Western “health care” is run primarily (or at least influenced to the point of insanity) by a pharmaceutical industry that pumps out inferior drugs which produce toxic symptoms in other areas, and they make a gigantic profit by keeping people medicated. The pharmaceutical industry is propped up indirectly by the FDA, who reserve the right to declare what is and is not a drug. Apparently any claim of any effects on your health at all gives them the right to declare your product a drug, which means that if you’re a farmer who’s trying to show that your produce has different long-term health benefits and helps prevent certain diseases (and it’s all backed up by research), and you decide to put this on your food packaging, you can be subject to regulation by the FDA – and pay exorbitant fees for the regulation, to the point where you would be put out of business to accept it rather than change your packaging back to being plain.
The FDA owns the truth about food these days, and their truth is that food can’t cure disease. Nor can herbs, apparently – they have pulled some fun quick ones on people selling herbal medicines that actually worked for grievous conditions.
Don’t get me started on insurance companies, either. Yay, deliberate manipulation of what choices for health care are subsidized, directing what people will choose and who makes more profit!
Corrupt FDA –> corrupt pharmaceuticals (+corrupt insurance companies)–> corrupt “health care” (otherwise known as sick care) –> bad health. Rather than nationalizing this system without any other action, why don’t we unpollute our drinking water? Why don’t we get the carcinogens and other health-nasties (sweeteners and BPA and all those awesome things come to mind) out of our food? Why don’t we try destroying the whole medicopoly that exists, brick by brick, and take charge of our own health?

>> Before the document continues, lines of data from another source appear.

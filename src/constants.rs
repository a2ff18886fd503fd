//! Constants used throughout the scaffold generator

/// Target directory used when none is given. Never deleted.
pub const CURRENT_DIR_SENTINEL: &str = ".";

/// Suffix carried by every template file name
pub const TEMPLATE_SUFFIX: &str = ".jinja2";

/// Version written into freshly generated projects
pub const DEFAULT_PROJECT_VERSION: &str = "0.1.0";

/// Directory name of the package root under the generated tree
pub const SOURCE_DIR: &str = "src";

/// Marker file that turns a directory into an importable package
pub const PACKAGE_MARKER: &str = "__init__.py";

/// Subpackages created under the package root
pub const SUBPACKAGES: &[&str] = &["controllers", "models", "schemas", "views"];

/// STDIN indicator for CLI arguments
pub const STDIN_INDICATOR: &str = "-";

/// Template delimiters. Brackets keep GitHub Actions `${{ }}` expressions intact.
pub mod syntax {
    pub const BLOCK_START: &str = "[[%";
    pub const BLOCK_END: &str = "%]]";
    pub const VARIABLE_START: &str = "[[";
    pub const VARIABLE_END: &str = "]]";
    pub const COMMENT_START: &str = "[[#";
    pub const COMMENT_END: &str = "#]]";
}

/// Exit codes
pub mod exit_codes {
    pub const FAILURE: i32 = 1;
}

/// Verbosity levels
pub mod verbosity {
    pub const OFF: u8 = 0;
    pub const INFO: u8 = 1;
    pub const DEBUG: u8 = 2;
    pub const TRACE: u8 = 3;
}
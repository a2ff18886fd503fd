use crate::error::{Error, Result};
use crate::loader::{interface::TemplateLoader, TemplateSource};
use std::path::{Path, PathBuf};

/// Loader for templates stored in a directory on the local filesystem.
pub struct LocalLoader {
    root: PathBuf,
}

impl LocalLoader {
    /// Creates a new LocalLoader rooted at `root`.
    ///
    /// Fails when the directory does not exist.
    pub fn new<P: AsRef<Path>>(root: P) -> Result<Self> {
        let root = root.as_ref();
        if !root.is_dir() {
            return Err(Error::TemplateDoesNotExistsError {
                template_dir: root.display().to_string(),
            });
        }
        Ok(Self { root: root.to_path_buf() })
    }

    fn resolve(&self, template_id: &str) -> PathBuf {
        template_id.split('/').fold(self.root.clone(), |path, segment| path.join(segment))
    }
}

impl TemplateLoader for LocalLoader {
    fn load(&self, template_id: &str) -> Result<String> {
        let path = self.resolve(template_id);
        if !path.is_file() {
            return Err(Error::TemplateNotFound {
                template: template_id.to_string(),
                source_name: TemplateSource::FileSystem(self.root.clone()).to_string(),
            });
        }
        log::debug!("Loading template '{}' from '{}'", template_id, path.display());
        Ok(std::fs::read_to_string(path)?)
    }
}
use crate::{
    constants::STDIN_INDICATOR,
    context::Answers,
    dialoguer::{PromptContext, Prompter},
    error::Result,
    ioutils::read_from,
};
use serde_json::{Map, Value};

/// A question asked for one answer field.
pub struct Question {
    pub key: &'static str,
    pub help: &'static str,
}

/// Questions in the order they are asked.
pub const QUESTIONS: &[Question] = &[
    Question { key: "project_name", help: "Enter the project name" },
    Question { key: "project_owner", help: "Enter the GitHub project owner name" },
    Question { key: "author", help: "Enter the author name" },
    Question { key: "description", help: "Enter the project description" },
    Question { key: "license", help: "Enter the license type (e.g., MIT)" },
    Question { key: "email", help: "Enter the author email" },
];

/// Collects answers from command line arguments and user prompts
pub struct AnswerCollector<'a> {
    prompter: &'a dyn Prompter,
    non_interactive: bool,
}

impl<'a> AnswerCollector<'a> {
    pub fn new(prompter: &'a dyn Prompter, non_interactive: bool) -> Self {
        Self { prompter, non_interactive }
    }

    /// Collects answers from all available sources.
    ///
    /// Answers given on the command line win; the rest are prompted for, or
    /// take their defaults when running non-interactively.
    pub fn collect_answers(&self, cli_answers: Option<String>) -> Result<Answers> {
        let mut provided = match cli_answers {
            Some(answers_arg) => {
                let answers_str = if answers_arg == STDIN_INDICATOR {
                    read_from(std::io::stdin())?
                } else {
                    answers_arg
                };
                serde_json::from_str::<Map<String, Value>>(&answers_str)?
            }
            None => Map::new(),
        };

        let defaults = serde_json::to_value(Answers::default())?;
        let mut answers = Map::new();

        for question in QUESTIONS {
            let answer = match provided.remove(question.key) {
                Some(value) => value_to_string(value),
                None => {
                    let default = defaults
                        .get(question.key)
                        .and_then(Value::as_str)
                        .unwrap_or_default();
                    if self.non_interactive {
                        default.to_string()
                    } else {
                        self.prompter.prompt(&PromptContext::new(question.help, default))?
                    }
                }
            };
            answers.insert(question.key.to_string(), Value::String(answer));
        }

        for key in provided.keys() {
            log::warn!("Ignoring unknown answer '{key}'");
        }

        Ok(serde_json::from_value(Value::Object(answers))?)
    }
}

fn value_to_string(value: Value) -> String {
    match value {
        Value::String(s) => s,
        Value::Null => String::new(),
        other => other.to_string(),
    }
}
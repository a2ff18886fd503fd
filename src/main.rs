use pyscaffold::{
    cli::{get_args, get_log_level_from_verbose, run},
    error::default_error_handler,
};

fn main() {
    let args = get_args();
    env_logger::Builder::new()
        .filter_level(get_log_level_from_verbose(args.verbose))
        .init();

    match run(args) {
        Ok(generated) => {
            println!("Setup complete! Files generated in: {}", generated.display())
        }
        Err(err) => default_error_handler(err),
    }
}
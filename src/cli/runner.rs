use crate::{
    cli::{answers::AnswerCollector, Args},
    context::{Answers, ContextBuilder},
    dialoguer::TextPrompter,
    error::Result,
    loader::get_loader,
    renderer::MiniJinjaRenderer,
    scaffold::Scaffold,
};
use std::path::PathBuf;

/// Main CLI runner that wires the collaborators into a scaffold run
pub struct Runner {
    args: Args,
}

impl Runner {
    pub fn new(args: Args) -> Self {
        Self { args }
    }

    /// Executes the complete generation workflow
    ///
    /// # Returns
    /// * `Result<PathBuf>` - Absolute path of the generated tree
    pub fn run(self) -> Result<PathBuf> {
        let engine = MiniJinjaRenderer::new()?;
        let loader = get_loader(self.args.templates.as_deref())?;
        let answers = self.collect_answers()?;
        log::debug!("Answers: {answers:?}");

        let context_builder = ContextBuilder::new(self.args.project_version.as_str());
        Scaffold::new(&engine, loader.as_ref(), context_builder)
            .with_exclude(self.args.exclude.clone())
            .run(&self.args.target_dir, &answers)
    }

    fn collect_answers(&self) -> Result<Answers> {
        let prompter = TextPrompter;
        AnswerCollector::new(&prompter, self.args.non_interactive)
            .collect_answers(self.args.answers.clone())
    }
}

/// Main entry point for CLI execution
pub fn run(args: Args) -> Result<PathBuf> {
    Runner::new(args).run()
}
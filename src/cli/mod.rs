pub mod answers;
pub mod args;
pub mod runner;

pub use args::{get_args, get_log_level_from_verbose, Args};
pub use runner::run;
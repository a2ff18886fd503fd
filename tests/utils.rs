#![allow(dead_code)]

use pyscaffold::context::Answers;
use pyscaffold::loader::{bundled::BundledLoader, TemplateLoader};
use pyscaffold::catalog::template_ids;
use std::collections::BTreeMap;
use std::fs;
use std::path::{Path, PathBuf};
use walkdir::WalkDir;

/// Answers used by the documented example run.
pub fn example_answers() -> Answers {
    Answers {
        project_name: "My Project".to_string(),
        project_owner: "fflintstone".to_string(),
        author: "Fred Flintstone".to_string(),
        description: "A sample project".to_string(),
        license: "MIT".to_string(),
        email: "fred@example.com".to_string(),
    }
}

/// Relative path and content of every regular file under `dir`.
pub fn snapshot(dir: &Path) -> BTreeMap<PathBuf, Vec<u8>> {
    WalkDir::new(dir)
        .into_iter()
        .filter_map(Result::ok)
        .filter(|e| e.file_type().is_file())
        .map(|e| {
            let rel = e.path().strip_prefix(dir).unwrap().to_path_buf();
            (rel, fs::read(e.path()).unwrap())
        })
        .collect()
}

/// Writes the bundled templates into `dir` so tests can edit them.
pub fn export_bundled_templates(dir: &Path) {
    let loader = BundledLoader::new();
    for id in template_ids() {
        let path = id.split('/').fold(dir.to_path_buf(), |p, s| p.join(s));
        fs::create_dir_all(path.parent().unwrap()).unwrap();
        fs::write(&path, loader.load(id).unwrap()).unwrap();
    }
}

/// Prints files present on only one side and files whose content differs.
pub fn print_dir_diff(dir1: &Path, dir2: &Path) {
    let left = snapshot(dir1);
    let right = snapshot(dir2);

    println!("\n=== Directory Comparison ===");
    for (path, content) in &left {
        match right.get(path) {
            None => println!("  + {path:?}"),
            Some(other) if other != content => println!("  ~ {path:?}"),
            Some(_) => {}
        }
    }
    for path in right.keys().filter(|p| !left.contains_key(*p)) {
        println!("  - {path:?}");
    }
    println!("=== End of Comparison ===\n");
}
use std::path::PathBuf;

/// A single filesystem effect performed while scaffolding.
#[derive(Debug, Clone, PartialEq, Eq)]
pub enum TemplateOperation {
    Write { template: String, target: PathBuf, target_exists: bool },
    CreateDirectory { target: PathBuf, target_exists: bool },
    RemoveDirectory { target: PathBuf },
    /// The target was left in place: it is missing or it is the working directory.
    KeepDirectory { target: PathBuf, is_sentinel: bool },
    MarkPackage { target: PathBuf },
}

impl TemplateOperation {
    /// Gets a message describing the operation and its status.
    pub fn get_message(&self) -> String {
        match self {
            TemplateOperation::Write { template, target, target_exists } => {
                if *target_exists {
                    format!(
                        "Rendering '{}' to '{}' (overwriting existing file)",
                        template,
                        target.display()
                    )
                } else {
                    format!("Rendering '{}' to '{}'", template, target.display())
                }
            }

            TemplateOperation::CreateDirectory { target, target_exists } => {
                if *target_exists {
                    format!(
                        "Skipping directory creation '{}' (already exists)",
                        target.display()
                    )
                } else {
                    format!("Creating directory '{}'", target.display())
                }
            }

            TemplateOperation::RemoveDirectory { target } => {
                format!("Removing directory '{}'", target.display())
            }

            TemplateOperation::KeepDirectory { target, is_sentinel } => {
                if *is_sentinel {
                    format!(
                        "Keeping '{}' (current directory is never removed)",
                        target.display()
                    )
                } else {
                    format!("Nothing to remove at '{}'", target.display())
                }
            }

            TemplateOperation::MarkPackage { target } => {
                format!("Marking package with '{}'", target.display())
            }
        }
    }
}
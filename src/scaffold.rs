//! End-to-end generation workflow.

use std::fmt::Display;
use std::path::{Path, PathBuf};

use crate::catalog::catalog;
use crate::context::{Answers, ContextBuilder};
use crate::directory::DirectoryManager;
use crate::error::Result;
use crate::loader::TemplateLoader;
use crate::renderer::TemplateRenderer;
use crate::template::processor::TemplateProcessor;

/// Steps of a run, in the order they execute.
#[derive(Debug, Clone, Copy, PartialEq, Eq)]
pub enum Stage {
    DeleteTarget,
    CreateSkeleton,
    RenderAll,
    MarkPackage,
    Done,
}

impl Display for Stage {
    fn fmt(&self, f: &mut std::fmt::Formatter<'_>) -> std::fmt::Result {
        let s = match self {
            Stage::DeleteTarget => "delete target",
            Stage::CreateSkeleton => "create skeleton",
            Stage::RenderAll => "render templates",
            Stage::MarkPackage => "mark package",
            Stage::Done => "done",
        };
        write!(f, "{s}")
    }
}

/// Composes context building, directory management and rendering.
pub struct Scaffold<'a> {
    engine: &'a dyn TemplateRenderer,
    loader: &'a dyn TemplateLoader,
    context_builder: ContextBuilder,
    exclude: Vec<String>,
}

impl<'a> Scaffold<'a> {
    pub fn new(
        engine: &'a dyn TemplateRenderer,
        loader: &'a dyn TemplateLoader,
        context_builder: ContextBuilder,
    ) -> Self {
        Self { engine, loader, context_builder, exclude: Vec::new() }
    }

    /// Skips the listed templates on every run.
    pub fn with_exclude(mut self, exclude: Vec<String>) -> Self {
        self.exclude = exclude;
        self
    }

    /// Generates the project into `target_dir`.
    ///
    /// Any failure stops the run where it happened; nothing is rolled back.
    ///
    /// # Returns
    /// * `Result<PathBuf>` - Absolute path of the generated tree
    pub fn run(&self, target_dir: &Path, answers: &Answers) -> Result<PathBuf> {
        let context = self.context_builder.build(answers);
        let package_name = context.package_name();
        let catalog = catalog(package_name).excluding(&self.exclude);
        let directories = DirectoryManager::new(target_dir, package_name);

        log::debug!("Stage: {}", Stage::DeleteTarget);
        directories.delete_target()?;

        log::debug!("Stage: {}", Stage::CreateSkeleton);
        directories.create_skeleton()?;

        log::debug!("Stage: {}", Stage::RenderAll);
        TemplateProcessor::new(self.engine, self.loader, target_dir, &context)
            .render_all(&catalog)?;

        log::debug!("Stage: {}", Stage::MarkPackage);
        directories.mark_package()?;

        log::debug!("Stage: {}", Stage::Done);
        Ok(std::path::absolute(target_dir)?)
    }
}

#[cfg(test)]
mod tests {
    use super::*;
    use crate::loader::bundled::BundledLoader;
    use crate::renderer::MiniJinjaRenderer;

    #[test]
    fn stage_display() {
        assert_eq!(Stage::DeleteTarget.to_string(), "delete target");
        assert_eq!(Stage::RenderAll.to_string(), "render templates");
        assert_eq!(Stage::Done.to_string(), "done");
    }

    #[test]
    fn run_generates_tree_and_returns_absolute_path() {
        let tmp = tempfile::tempdir().unwrap();
        let target = tmp.path().join("out");
        let engine = MiniJinjaRenderer::new().unwrap();
        let loader = BundledLoader::new();
        let scaffold = Scaffold::new(&engine, &loader, ContextBuilder::new("0.1.0").with_year(2024));

        let generated = scaffold.run(&target, &Answers::default()).unwrap();

        assert!(generated.is_absolute());
        assert_eq!(generated, std::path::absolute(&target).unwrap());
        let marker = target.join("src").join("my_project").join("__init__.py");
        assert_eq!(std::fs::read_to_string(marker).unwrap(), "");
    }

    #[test]
    fn run_clears_previous_contents() {
        let tmp = tempfile::tempdir().unwrap();
        let target = tmp.path().join("out");
        std::fs::create_dir_all(&target).unwrap();
        std::fs::write(target.join("leftover.txt"), "old").unwrap();

        let engine = MiniJinjaRenderer::new().unwrap();
        let loader = BundledLoader::new();
        Scaffold::new(&engine, &loader, ContextBuilder::new("0.1.0"))
            .run(&target, &Answers::default())
            .unwrap();

        assert!(!target.join("leftover.txt").exists());
        assert!(target.join("LICENSE").is_file());
    }

    #[test]
    fn excluded_templates_are_not_written() {
        let tmp = tempfile::tempdir().unwrap();
        let target = tmp.path().join("out");
        let engine = MiniJinjaRenderer::new().unwrap();
        let loader = BundledLoader::new();

        Scaffold::new(&engine, &loader, ContextBuilder::new("0.1.0"))
            .with_exclude(vec!["package.json.jinja2".to_string()])
            .run(&target, &Answers::default())
            .unwrap();

        assert!(!target.join("package.json").exists());
        assert!(target.join("pyproject.toml").is_file());
    }
}
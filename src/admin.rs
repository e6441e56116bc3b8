//! Administrative command handlers.
//!
//! CLI handlers for pool maintenance: statistics, reconciliation, manual
//! population, level checks, cache pings, and migrations.

use crate::config::Config;
use crate::db::Repository;
use crate::error::AppResult;
use crate::generator::CodeGenerator;
use crate::manager::PoolManager;
use crate::monitor::PoolMonitor;
use crate::service::{build_repository, build_store};
use clap::Subcommand;
use std::sync::Arc;
use tracing::info;

/// Administrative commands available via CLI.
#[derive(Subcommand, Debug)]
pub enum AdminCommands {
    /// Show pool statistics as JSON
    Stats,

    /// Remove codes already assigned to URLs from the pool
    Reconcile,

    /// Populate the pool up to the target size
    Populate {
        /// Override the configured target size
        #[arg(long)]
        target: Option<u64>,
    },

    /// Probe the pool level without triggering replenishment
    CheckLevel,

    /// Ping the fast store
    PingCache,

    /// Run database migrations
    Migrate,
}

/// Run an administrative command with the given configuration.
pub async fn run(config: Config, admin_command: AdminCommands) -> AppResult<()> {
    match admin_command {
        AdminCommands::Stats => stats(config).await,
        AdminCommands::Reconcile => reconcile(config).await,
        AdminCommands::Populate { target } => populate(config, target).await,
        AdminCommands::CheckLevel => check_level(config).await,
        AdminCommands::PingCache => ping_cache(config).await,
        AdminCommands::Migrate => migrate(config).await,
    }
}

async fn build_manager(config: &Config) -> AppResult<Arc<PoolManager>> {
    let generator = Arc::new(CodeGenerator::new(&config.codes));
    let store = build_store(config, generator.clone()).await?;
    let repository = build_repository(config, false).await?;

    Ok(Arc::new(PoolManager::new(
        store,
        repository,
        generator,
        config.pool.clone(),
    )))
}

/// Display pool statistics.
async fn stats(config: Config) -> AppResult<()> {
    let manager = build_manager(&config).await?;
    let stats = manager.pool_statistics().await?;

    println!("{}", serde_json::to_string_pretty(&stats)?);
    Ok(())
}

/// Reconcile the pool against the durable store.
async fn reconcile(config: Config) -> AppResult<()> {
    info!("Reconciling pool...");

    let manager = build_manager(&config).await?;
    let report = manager.reconcile_pool().await?;

    info!(
        removed = report.removed_count,
        duration_ms = report.duration_ms,
        "Reconciliation complete"
    );
    Ok(())
}

/// Populate the pool up to the target size.
async fn populate(config: Config, target: Option<u64>) -> AppResult<()> {
    info!("Populating pool...");

    let manager = build_manager(&config).await?;
    let report = manager.populate_pool(target).await?;

    info!(
        generated = report.generated_count,
        added = report.added_count,
        duration_ms = report.duration_ms,
        "Population complete"
    );
    Ok(())
}

/// Probe the pool level.
async fn check_level(config: Config) -> AppResult<()> {
    let monitor_config = config.monitor.clone();
    let manager = build_manager(&config).await?;
    let monitor = PoolMonitor::new(manager, monitor_config);

    let level = monitor.check_pool_level().await?;
    println!("{}", serde_json::to_string_pretty(&level)?);
    Ok(())
}

/// Ping the fast store.
async fn ping_cache(config: Config) -> AppResult<()> {
    info!("Pinging fast store...");

    let generator = Arc::new(CodeGenerator::new(&config.codes));
    let store = build_store(&config, generator).await?;
    let healthy = store.health_check().await?;

    info!(healthy, "Fast store responded");
    Ok(())
}

/// Run database migrations.
async fn migrate(config: Config) -> AppResult<()> {
    info!("Running database migrations...");

    let repository = Repository::new(
        &config.database.url,
        config.database.max_connections,
        config.database.min_connections,
    )
    .await?;

    repository.run_migrations().await?;

    info!("Migrations completed successfully");
    Ok(())
}
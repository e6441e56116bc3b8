use crate::error::AppResult;
use async_trait::async_trait;
use dashmap::DashMap;
use sqlx::{
    postgres::{PgConnectOptions, PgPoolOptions},
    ConnectOptions, PgPool,
};
use std::str::FromStr;

/// Read access the pool subsystem needs from the durable store: the used
/// short codes and connectivity. Everything else about URL records belongs
/// to the URL CRUD layer.
#[async_trait]
pub trait CodeRepository: Send + Sync {
    /// All short codes currently assigned to URL records. Always a fresh
    /// read; staleness here only wastes generator cycles, the database's
    /// unique constraint is the final authority.
    async fn list_short_codes(&self) -> AppResult<Vec<String>>;

    /// Number of short codes assigned to URL records.
    async fn count_short_codes(&self) -> AppResult<u64>;

    fn is_connected(&self) -> bool;

    async fn health_check(&self) -> AppResult<()>;
}

/// Database repository
pub struct Repository {
    pool: PgPool,
}

impl Repository {
    /// Create a new repository with a connection pool
    pub async fn new(
        database_url: &str,
        max_connections: u32,
        min_connections: u32,
    ) -> AppResult<Self> {
        let options = PgConnectOptions::from_str(database_url)
            .map_err(|e| {
                crate::error::AppError::Configuration(format!("Invalid database URL: {}", e))
            })?
            .disable_statement_logging();

        let pool = PgPoolOptions::new()
            .max_connections(max_connections)
            .min_connections(min_connections)
            .connect_with(options)
            .await?;

        Ok(Self { pool })
    }

    /// Run database migrations
    pub async fn run_migrations(&self) -> AppResult<()> {
        sqlx::migrate!("./migrations").run(&self.pool).await?;
        Ok(())
    }

}

#[async_trait]
impl CodeRepository for Repository {
    async fn list_short_codes(&self) -> AppResult<Vec<String>> {
        let codes = sqlx::query_scalar::<_, String>(
            r#"
            SELECT short_code FROM urls
            "#,
        )
        .fetch_all(&self.pool)
        .await?;

        Ok(codes)
    }

    async fn count_short_codes(&self) -> AppResult<u64> {
        let count = sqlx::query_scalar::<_, i64>(
            r#"
            SELECT COUNT(*) FROM urls
            "#,
        )
        .fetch_one(&self.pool)
        .await?;

        Ok(count.max(0) as u64)
    }

    fn is_connected(&self) -> bool {
        !self.pool.is_closed()
    }

    async fn health_check(&self) -> AppResult<()> {
        sqlx::query("SELECT 1").execute(&self.pool).await?;
        Ok(())
    }
}

/// Clone implementation for Repository
impl Clone for Repository {
    fn clone(&self) -> Self {
        Self {
            pool: self.pool.clone(),
        }
    }
}

/// In-memory repository of used short codes, for local development and
/// tests.
pub struct MemoryRepository {
    codes: DashMap<String, ()>,
    connected: std::sync::atomic::AtomicBool,
}

impl MemoryRepository {
    pub fn new() -> Self {
        Self {
            codes: DashMap::new(),
            connected: std::sync::atomic::AtomicBool::new(true),
        }
    }

    pub fn insert_code(&self, code: &str) {
        self.codes.insert(code.to_string(), ());
    }

    pub fn set_connected(&self, connected: bool) {
        self.connected
            .store(connected, std::sync::atomic::Ordering::SeqCst);
    }
}

impl Default for MemoryRepository {
    fn default() -> Self {
        Self::new()
    }
}

#[async_trait]
impl CodeRepository for MemoryRepository {
    async fn list_short_codes(&self) -> AppResult<Vec<String>> {
        Ok(self.codes.iter().map(|e| e.key().clone()).collect())
    }

    async fn count_short_codes(&self) -> AppResult<u64> {
        Ok(self.codes.len() as u64)
    }

    fn is_connected(&self) -> bool {
        self.connected.load(std::sync::atomic::Ordering::SeqCst)
    }

    async fn health_check(&self) -> AppResult<()> {
        if !self.is_connected() {
            return Err(crate::error::AppError::Internal(
                "memory repository marked disconnected".to_string(),
            ));
        }
        Ok(())
    }
}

@Lord_Wu - The Venus project reminds me of the way the Star Trek universe supposedly works. No money, everyone doing what pleases without the pressure to succeed because it’s fun being productive. Maybe we’ll need replicators before we can make it work. :-/
The healthcare that we have is not what I consider healthcare. No one should have the right to tell you what kind of care you should have access to. Real healthcare should pay for whatever treatment your doctor of choice recommends (within reason). I agree about the FDA. It needs more than an overhaul; it needs to be revamped from the ground up, but then, so many government organizations do. I think, more than anything, that we need to get the lobbyists out of DC. Submitting a paper or study or letter to politicians should be fine, but people actually paying people to lobby (or picket) for something should be considered a waste of resources and against the law. Kickbacks that doctors get from recommending specific pharmaceuticals should also be against the law. They’re basically being paid to make people unwitting guinea pigs, and then, months or years later we get a commercials that says if you took this or that drug and had this or that problem, join our class action lawsuit. It shouldn’t just be the pharmaceutical company that gets sued in that one. The doctors are just as guilty.